- _THE PROBLEM_
Some lines in the entries contain the word "Skipped". Copy all of them.

EXERCISE INPUTS section start

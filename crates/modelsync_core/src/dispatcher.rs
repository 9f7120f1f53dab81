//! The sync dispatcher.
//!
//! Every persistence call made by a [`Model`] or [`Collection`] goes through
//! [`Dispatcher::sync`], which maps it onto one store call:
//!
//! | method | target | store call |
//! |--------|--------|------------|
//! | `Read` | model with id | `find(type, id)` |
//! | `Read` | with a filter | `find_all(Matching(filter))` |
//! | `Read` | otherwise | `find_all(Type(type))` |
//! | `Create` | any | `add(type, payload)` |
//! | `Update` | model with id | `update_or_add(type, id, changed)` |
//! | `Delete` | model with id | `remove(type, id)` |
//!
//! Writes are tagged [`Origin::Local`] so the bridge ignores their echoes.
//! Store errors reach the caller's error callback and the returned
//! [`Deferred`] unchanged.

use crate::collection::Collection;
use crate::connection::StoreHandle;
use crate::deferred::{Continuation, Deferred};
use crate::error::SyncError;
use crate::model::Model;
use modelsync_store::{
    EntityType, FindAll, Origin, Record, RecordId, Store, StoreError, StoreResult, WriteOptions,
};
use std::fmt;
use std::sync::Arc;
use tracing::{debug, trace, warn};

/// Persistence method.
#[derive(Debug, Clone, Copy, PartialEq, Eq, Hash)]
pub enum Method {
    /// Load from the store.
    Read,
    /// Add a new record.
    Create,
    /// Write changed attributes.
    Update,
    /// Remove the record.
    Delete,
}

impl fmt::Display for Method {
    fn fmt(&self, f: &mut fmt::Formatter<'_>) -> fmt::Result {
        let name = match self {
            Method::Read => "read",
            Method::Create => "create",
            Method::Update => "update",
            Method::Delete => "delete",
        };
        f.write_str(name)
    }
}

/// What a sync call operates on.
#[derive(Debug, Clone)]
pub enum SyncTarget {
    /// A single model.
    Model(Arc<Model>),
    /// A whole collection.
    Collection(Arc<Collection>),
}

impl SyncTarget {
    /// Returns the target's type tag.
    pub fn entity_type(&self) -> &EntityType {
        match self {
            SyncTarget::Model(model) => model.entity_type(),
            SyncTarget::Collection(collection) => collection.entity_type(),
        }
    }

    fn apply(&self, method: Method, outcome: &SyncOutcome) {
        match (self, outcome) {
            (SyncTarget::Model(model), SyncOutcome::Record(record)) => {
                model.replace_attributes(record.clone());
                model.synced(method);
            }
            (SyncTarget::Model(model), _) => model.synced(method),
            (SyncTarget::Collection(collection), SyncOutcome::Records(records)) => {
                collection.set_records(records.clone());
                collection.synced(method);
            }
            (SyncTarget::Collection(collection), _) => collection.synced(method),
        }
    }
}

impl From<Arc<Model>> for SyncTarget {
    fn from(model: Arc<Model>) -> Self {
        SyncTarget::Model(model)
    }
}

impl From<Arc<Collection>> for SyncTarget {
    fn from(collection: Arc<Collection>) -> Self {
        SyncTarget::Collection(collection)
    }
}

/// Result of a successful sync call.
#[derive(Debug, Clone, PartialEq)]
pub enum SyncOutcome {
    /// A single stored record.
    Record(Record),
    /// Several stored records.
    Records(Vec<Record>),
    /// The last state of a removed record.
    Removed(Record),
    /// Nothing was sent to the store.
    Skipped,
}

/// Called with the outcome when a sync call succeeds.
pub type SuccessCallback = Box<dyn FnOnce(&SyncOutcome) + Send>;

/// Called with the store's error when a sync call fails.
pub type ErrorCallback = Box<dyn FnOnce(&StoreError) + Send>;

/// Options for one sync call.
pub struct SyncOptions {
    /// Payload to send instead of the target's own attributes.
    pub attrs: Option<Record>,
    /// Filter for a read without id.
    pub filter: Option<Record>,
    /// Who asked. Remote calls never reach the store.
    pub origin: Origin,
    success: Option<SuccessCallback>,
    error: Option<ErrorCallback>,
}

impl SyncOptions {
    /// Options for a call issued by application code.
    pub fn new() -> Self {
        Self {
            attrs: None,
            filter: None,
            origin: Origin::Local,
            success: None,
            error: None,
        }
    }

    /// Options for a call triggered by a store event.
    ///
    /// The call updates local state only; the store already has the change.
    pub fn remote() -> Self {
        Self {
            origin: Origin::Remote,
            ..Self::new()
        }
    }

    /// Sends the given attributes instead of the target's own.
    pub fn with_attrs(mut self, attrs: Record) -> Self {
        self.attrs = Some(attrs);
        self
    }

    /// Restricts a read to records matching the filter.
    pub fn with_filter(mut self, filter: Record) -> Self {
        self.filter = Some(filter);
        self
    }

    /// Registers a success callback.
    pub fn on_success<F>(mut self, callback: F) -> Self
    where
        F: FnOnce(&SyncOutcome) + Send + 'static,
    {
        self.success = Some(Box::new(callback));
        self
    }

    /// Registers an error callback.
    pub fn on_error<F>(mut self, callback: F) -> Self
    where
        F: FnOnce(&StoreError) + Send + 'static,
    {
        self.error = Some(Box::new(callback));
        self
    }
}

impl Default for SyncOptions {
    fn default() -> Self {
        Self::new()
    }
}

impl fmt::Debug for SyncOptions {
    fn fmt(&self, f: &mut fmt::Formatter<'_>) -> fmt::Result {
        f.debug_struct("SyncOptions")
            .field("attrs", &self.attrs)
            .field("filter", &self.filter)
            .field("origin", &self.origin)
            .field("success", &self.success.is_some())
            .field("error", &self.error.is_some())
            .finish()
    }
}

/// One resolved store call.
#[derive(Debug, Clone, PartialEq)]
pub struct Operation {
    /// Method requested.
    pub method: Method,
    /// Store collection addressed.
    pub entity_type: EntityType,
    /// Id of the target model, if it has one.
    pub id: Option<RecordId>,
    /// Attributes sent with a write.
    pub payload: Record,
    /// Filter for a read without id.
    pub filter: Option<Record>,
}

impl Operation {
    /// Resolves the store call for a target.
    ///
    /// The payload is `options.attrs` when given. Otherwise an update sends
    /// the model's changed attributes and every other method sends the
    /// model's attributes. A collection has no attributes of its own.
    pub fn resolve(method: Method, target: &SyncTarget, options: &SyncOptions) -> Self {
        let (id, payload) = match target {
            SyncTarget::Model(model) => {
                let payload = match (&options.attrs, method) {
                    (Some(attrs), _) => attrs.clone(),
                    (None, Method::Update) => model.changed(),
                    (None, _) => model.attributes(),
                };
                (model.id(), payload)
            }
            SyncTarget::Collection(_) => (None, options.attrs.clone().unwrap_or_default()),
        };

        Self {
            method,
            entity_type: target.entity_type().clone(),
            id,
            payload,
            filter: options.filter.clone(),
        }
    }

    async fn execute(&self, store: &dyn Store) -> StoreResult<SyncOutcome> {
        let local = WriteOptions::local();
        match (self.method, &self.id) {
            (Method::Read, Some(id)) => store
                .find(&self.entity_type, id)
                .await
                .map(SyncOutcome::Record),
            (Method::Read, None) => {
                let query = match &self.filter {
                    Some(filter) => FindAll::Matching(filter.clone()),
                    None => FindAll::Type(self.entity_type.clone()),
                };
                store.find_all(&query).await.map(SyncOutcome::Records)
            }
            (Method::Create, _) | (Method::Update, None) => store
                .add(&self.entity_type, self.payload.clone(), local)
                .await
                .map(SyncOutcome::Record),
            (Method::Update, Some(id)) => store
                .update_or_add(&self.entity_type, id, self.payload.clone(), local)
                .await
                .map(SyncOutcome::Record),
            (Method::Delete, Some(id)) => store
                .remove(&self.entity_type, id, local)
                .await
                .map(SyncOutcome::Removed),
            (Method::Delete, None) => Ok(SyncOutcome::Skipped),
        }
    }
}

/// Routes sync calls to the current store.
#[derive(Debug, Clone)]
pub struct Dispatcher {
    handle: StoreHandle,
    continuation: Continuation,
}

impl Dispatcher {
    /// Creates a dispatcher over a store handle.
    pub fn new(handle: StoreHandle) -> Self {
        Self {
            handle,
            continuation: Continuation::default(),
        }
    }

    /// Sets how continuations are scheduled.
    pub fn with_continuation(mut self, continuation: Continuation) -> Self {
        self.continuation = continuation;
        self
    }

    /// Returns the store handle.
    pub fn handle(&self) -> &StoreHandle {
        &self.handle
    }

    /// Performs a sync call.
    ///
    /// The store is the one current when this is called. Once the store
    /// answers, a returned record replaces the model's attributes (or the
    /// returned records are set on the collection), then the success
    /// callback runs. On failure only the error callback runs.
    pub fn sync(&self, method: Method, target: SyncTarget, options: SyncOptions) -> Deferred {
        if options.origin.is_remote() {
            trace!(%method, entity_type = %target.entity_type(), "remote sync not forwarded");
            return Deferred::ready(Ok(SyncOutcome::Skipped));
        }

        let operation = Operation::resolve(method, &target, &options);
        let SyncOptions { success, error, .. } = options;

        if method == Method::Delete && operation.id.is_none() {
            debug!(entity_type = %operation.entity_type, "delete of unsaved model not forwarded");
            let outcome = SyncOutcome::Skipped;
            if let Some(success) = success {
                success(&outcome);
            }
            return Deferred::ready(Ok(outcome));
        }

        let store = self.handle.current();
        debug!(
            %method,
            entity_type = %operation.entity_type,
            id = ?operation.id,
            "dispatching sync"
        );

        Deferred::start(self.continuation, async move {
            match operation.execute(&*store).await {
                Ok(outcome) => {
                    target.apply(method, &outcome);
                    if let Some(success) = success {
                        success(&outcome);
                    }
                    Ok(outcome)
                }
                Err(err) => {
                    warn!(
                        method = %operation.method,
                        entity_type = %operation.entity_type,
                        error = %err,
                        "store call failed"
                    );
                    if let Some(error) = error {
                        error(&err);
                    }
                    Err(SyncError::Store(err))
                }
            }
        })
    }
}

EXERCISE INPUTS section end

- _SOLUTION FOR THIS TASK_
    Skipped,
            (Method::Delete, None) => Ok(SyncOutcome::Skipped),
            return Deferred::ready(Ok(SyncOutcome::Skipped));
            let outcome = SyncOutcome::Skipped;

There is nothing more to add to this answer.